TASK DIRECTIONS
Only an exact repetition of the lines from the one that holds "pub use rational::Rational;" to the end of the records is wanted.

··· EXERCISE INPUT

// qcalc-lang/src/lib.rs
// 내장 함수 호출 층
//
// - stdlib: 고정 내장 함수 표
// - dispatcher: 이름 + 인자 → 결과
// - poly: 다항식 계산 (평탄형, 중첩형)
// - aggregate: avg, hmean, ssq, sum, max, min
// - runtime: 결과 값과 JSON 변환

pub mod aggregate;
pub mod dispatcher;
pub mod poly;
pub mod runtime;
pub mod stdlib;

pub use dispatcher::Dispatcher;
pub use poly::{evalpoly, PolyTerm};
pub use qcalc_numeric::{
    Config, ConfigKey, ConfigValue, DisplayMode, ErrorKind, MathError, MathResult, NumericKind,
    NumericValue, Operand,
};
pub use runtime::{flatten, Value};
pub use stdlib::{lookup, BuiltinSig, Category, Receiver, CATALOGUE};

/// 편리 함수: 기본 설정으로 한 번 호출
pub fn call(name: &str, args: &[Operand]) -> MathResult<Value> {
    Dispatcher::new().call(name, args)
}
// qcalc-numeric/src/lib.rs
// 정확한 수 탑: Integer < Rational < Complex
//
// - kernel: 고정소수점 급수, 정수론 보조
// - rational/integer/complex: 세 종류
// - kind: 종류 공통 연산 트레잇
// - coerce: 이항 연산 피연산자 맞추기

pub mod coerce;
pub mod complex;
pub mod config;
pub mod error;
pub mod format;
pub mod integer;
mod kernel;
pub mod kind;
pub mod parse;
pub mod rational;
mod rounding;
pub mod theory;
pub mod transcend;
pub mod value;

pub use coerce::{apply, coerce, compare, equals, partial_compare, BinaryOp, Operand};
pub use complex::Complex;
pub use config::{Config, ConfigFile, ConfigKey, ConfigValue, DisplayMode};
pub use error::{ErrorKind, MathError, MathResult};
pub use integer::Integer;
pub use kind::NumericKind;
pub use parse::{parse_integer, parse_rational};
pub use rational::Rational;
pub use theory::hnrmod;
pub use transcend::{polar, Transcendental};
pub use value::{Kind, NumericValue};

······

EXERCISE RESPONSE
pub use rational::Rational;
pub use theory::hnrmod;
pub use transcend::{polar, Transcendental};
pub use value::{Kind, NumericValue};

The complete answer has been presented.